Among the entries below, one stretch runs from the line that contains "pub mod sse;" through the line that contains "async fn process_events(&self, batch: Vec<EventRecord>);". Repeat that stretch exactly, ends included, and only that.

**Data supplied**
=== Begin Enclosure ===

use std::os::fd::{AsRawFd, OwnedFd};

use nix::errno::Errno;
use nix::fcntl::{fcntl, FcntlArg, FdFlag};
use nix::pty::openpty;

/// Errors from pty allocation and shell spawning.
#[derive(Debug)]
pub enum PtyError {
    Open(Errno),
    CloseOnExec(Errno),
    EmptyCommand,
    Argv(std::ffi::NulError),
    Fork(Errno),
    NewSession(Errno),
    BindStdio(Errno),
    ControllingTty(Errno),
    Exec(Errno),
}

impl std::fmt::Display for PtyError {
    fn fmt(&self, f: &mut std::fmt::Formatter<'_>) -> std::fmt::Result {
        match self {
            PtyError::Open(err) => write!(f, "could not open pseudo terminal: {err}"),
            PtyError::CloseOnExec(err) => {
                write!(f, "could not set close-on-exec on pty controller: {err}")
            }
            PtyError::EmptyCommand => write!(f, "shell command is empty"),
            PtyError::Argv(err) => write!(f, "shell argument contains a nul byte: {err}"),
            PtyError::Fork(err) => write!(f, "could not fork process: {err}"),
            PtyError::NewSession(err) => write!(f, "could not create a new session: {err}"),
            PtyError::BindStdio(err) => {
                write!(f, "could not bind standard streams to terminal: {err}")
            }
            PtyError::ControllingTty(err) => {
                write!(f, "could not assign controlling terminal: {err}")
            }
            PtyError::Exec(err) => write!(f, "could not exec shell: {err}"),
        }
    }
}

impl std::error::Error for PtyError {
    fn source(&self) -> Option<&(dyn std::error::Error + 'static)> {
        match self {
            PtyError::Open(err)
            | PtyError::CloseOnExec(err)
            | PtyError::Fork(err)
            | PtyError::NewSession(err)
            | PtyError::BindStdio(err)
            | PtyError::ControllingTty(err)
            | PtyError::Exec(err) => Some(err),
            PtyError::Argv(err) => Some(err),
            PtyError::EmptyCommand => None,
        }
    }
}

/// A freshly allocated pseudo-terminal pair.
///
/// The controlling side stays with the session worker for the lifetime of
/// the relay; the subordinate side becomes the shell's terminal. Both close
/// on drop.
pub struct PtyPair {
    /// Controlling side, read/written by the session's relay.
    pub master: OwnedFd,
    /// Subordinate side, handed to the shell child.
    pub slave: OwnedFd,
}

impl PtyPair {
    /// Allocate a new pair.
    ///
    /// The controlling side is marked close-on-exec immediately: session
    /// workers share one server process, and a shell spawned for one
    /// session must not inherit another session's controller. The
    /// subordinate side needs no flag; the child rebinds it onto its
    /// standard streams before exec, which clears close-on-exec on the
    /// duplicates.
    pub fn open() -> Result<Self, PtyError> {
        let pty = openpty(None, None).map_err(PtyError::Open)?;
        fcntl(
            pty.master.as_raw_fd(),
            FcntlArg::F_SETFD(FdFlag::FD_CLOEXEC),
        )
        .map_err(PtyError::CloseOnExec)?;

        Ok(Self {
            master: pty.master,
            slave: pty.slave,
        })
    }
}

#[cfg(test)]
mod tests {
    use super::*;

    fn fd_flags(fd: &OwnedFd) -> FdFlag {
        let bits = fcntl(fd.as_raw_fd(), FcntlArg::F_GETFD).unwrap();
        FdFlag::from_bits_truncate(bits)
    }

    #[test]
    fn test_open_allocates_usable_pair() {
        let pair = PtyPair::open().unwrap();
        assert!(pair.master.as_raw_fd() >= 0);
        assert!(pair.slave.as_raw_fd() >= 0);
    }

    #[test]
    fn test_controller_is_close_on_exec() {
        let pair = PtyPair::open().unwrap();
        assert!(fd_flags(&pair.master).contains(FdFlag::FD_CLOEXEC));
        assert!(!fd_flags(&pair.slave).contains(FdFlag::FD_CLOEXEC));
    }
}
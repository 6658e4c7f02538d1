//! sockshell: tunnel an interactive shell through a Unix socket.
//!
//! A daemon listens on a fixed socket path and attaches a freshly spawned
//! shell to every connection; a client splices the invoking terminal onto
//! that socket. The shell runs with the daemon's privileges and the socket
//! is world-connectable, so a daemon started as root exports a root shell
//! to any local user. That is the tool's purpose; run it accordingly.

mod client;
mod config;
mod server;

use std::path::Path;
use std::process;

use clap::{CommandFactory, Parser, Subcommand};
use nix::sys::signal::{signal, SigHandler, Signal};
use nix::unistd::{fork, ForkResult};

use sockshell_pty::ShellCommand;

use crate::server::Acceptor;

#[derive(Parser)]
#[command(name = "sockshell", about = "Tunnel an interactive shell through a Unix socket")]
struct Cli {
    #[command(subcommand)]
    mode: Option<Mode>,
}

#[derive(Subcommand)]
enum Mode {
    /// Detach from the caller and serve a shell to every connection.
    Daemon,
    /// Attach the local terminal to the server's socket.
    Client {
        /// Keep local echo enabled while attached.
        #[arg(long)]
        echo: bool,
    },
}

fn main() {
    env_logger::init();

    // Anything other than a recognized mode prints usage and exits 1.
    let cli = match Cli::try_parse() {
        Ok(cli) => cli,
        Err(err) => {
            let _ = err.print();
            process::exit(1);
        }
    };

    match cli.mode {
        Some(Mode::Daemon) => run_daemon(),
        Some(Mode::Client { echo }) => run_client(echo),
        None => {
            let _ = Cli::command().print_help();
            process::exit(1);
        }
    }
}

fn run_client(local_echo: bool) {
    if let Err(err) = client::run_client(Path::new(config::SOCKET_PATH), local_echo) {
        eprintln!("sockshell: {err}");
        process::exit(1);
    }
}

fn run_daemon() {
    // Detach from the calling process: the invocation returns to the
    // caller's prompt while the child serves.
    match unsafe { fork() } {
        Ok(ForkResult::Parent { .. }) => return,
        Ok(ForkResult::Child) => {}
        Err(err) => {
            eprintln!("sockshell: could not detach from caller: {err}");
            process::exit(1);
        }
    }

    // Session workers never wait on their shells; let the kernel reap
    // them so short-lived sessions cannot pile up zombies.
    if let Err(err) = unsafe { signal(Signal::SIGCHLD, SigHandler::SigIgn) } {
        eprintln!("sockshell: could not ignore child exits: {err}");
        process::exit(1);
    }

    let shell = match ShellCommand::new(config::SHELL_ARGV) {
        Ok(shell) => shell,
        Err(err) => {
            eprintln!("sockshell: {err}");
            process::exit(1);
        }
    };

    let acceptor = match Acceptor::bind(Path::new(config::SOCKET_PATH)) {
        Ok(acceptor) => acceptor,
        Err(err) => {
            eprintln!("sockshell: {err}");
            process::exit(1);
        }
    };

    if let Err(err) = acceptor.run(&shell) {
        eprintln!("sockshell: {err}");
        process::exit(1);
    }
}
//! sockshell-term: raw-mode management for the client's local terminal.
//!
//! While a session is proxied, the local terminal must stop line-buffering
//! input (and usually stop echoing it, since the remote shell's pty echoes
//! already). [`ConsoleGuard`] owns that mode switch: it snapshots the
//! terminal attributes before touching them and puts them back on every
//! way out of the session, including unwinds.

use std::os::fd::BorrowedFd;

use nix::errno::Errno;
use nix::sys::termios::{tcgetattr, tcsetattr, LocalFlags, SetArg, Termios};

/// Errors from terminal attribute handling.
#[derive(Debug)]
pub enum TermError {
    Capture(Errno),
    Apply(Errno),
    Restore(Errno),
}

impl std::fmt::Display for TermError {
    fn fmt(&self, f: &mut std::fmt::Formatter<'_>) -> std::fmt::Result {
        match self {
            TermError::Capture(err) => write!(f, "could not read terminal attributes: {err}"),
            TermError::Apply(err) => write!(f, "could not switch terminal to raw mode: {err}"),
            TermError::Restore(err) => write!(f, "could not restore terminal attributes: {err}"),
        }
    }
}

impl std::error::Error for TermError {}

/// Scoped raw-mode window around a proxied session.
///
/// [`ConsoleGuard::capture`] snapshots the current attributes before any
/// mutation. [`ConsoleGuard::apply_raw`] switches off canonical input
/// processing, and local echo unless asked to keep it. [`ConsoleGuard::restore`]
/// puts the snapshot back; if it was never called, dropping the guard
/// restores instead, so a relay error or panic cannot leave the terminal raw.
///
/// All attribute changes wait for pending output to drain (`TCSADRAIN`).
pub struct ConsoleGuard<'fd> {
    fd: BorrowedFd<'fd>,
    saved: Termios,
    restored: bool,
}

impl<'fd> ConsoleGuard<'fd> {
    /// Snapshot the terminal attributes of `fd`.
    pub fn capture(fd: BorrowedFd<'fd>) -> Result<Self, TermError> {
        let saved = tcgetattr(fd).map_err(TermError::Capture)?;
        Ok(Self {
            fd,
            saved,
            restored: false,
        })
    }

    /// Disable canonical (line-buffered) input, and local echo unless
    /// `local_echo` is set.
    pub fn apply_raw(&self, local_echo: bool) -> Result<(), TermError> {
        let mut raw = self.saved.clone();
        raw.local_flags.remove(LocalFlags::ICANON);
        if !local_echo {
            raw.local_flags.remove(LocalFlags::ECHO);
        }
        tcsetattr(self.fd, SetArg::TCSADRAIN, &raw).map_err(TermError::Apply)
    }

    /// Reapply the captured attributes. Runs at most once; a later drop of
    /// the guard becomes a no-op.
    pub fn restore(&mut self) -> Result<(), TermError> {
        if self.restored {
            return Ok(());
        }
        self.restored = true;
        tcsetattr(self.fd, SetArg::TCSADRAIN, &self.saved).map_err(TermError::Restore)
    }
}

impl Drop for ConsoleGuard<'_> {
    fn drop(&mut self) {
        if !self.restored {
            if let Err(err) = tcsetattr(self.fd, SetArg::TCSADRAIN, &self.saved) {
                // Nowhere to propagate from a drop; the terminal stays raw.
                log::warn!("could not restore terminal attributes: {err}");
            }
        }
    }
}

=== End Enclosure ===
=== Begin Enclosure ===

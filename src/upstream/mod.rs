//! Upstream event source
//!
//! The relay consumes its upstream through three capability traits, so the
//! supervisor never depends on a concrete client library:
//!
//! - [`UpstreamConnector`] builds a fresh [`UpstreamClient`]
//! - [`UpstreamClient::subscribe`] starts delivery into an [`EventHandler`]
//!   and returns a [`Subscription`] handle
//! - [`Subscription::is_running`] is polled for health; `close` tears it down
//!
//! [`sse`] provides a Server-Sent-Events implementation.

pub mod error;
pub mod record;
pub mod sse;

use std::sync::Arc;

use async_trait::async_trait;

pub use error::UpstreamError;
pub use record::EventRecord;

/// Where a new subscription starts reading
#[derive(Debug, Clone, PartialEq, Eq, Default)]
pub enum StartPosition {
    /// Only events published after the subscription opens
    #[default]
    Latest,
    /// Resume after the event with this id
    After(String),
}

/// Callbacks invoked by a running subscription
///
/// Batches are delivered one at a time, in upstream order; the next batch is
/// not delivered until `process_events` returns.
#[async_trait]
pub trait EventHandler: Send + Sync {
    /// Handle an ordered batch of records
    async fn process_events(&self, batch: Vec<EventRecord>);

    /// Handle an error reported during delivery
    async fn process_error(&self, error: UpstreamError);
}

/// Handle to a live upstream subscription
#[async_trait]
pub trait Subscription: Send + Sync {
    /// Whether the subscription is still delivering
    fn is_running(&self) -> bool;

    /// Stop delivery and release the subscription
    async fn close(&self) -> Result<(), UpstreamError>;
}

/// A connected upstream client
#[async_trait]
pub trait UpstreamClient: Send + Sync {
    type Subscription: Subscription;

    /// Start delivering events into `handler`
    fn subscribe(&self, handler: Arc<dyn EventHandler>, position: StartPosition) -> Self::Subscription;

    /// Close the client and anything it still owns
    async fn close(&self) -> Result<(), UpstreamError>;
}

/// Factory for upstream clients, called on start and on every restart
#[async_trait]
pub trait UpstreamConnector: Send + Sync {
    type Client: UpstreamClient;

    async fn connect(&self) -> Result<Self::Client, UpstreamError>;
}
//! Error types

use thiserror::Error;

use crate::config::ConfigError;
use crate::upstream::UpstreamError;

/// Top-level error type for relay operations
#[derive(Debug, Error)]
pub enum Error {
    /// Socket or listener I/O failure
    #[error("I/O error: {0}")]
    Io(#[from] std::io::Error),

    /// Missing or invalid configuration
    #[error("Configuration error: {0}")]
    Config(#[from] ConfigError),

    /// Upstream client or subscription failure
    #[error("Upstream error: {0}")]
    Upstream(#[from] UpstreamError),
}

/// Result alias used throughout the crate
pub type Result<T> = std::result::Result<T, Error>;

=== End Enclosure ===
=== Begin Enclosure ===

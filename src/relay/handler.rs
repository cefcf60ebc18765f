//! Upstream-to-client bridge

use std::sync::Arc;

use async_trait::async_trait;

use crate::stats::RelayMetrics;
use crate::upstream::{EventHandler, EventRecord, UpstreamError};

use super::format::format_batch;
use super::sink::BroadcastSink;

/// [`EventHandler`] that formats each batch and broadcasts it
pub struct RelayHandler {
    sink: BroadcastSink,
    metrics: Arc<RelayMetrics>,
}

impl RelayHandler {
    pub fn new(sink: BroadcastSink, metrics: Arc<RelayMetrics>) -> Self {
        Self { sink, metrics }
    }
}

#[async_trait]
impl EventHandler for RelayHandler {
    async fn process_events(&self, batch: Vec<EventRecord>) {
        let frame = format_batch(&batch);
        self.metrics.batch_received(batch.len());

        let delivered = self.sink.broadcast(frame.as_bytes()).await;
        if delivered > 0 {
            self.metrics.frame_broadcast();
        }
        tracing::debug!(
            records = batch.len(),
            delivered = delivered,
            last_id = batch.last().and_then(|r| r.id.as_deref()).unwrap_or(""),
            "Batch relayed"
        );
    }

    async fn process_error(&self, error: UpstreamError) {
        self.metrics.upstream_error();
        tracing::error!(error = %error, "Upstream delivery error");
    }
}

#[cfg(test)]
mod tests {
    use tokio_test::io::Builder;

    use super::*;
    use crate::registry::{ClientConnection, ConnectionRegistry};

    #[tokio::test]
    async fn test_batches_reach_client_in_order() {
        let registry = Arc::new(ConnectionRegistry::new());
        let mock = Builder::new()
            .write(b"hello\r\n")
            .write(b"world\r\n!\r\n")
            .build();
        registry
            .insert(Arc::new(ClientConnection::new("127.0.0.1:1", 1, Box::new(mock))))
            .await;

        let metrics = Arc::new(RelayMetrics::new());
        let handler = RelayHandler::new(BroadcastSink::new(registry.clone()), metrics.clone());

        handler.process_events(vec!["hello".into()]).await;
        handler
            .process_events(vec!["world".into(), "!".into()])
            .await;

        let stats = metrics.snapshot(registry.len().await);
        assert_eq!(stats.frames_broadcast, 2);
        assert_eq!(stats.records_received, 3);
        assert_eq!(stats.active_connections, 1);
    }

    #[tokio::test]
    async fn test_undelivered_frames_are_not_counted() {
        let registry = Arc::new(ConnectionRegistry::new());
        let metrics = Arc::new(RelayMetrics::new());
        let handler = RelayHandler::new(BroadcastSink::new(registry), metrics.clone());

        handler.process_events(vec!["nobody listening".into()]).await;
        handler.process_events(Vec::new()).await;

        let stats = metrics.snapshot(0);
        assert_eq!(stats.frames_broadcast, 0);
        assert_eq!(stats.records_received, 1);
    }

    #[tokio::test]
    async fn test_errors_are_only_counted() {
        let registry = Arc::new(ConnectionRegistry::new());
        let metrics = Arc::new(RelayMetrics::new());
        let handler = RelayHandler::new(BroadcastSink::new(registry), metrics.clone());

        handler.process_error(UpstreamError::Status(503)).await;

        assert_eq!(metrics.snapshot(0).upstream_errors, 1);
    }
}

=== End Enclosure ===

**Response to the task**
pub mod sse;

use std::sync::Arc;

use async_trait::async_trait;

pub use error::UpstreamError;
pub use record::EventRecord;

/// Where a new subscription starts reading
#[derive(Debug, Clone, PartialEq, Eq, Default)]
pub enum StartPosition {
    /// Only events published after the subscription opens
    #[default]
    Latest,
    /// Resume after the event with this id
    After(String),
}

/// Callbacks invoked by a running subscription
///
/// Batches are delivered one at a time, in upstream order; the next batch is
/// not delivered until `process_events` returns.
#[async_trait]
pub trait EventHandler: Send + Sync {
    /// Handle an ordered batch of records
    async fn process_events(&self, batch: Vec<EventRecord>);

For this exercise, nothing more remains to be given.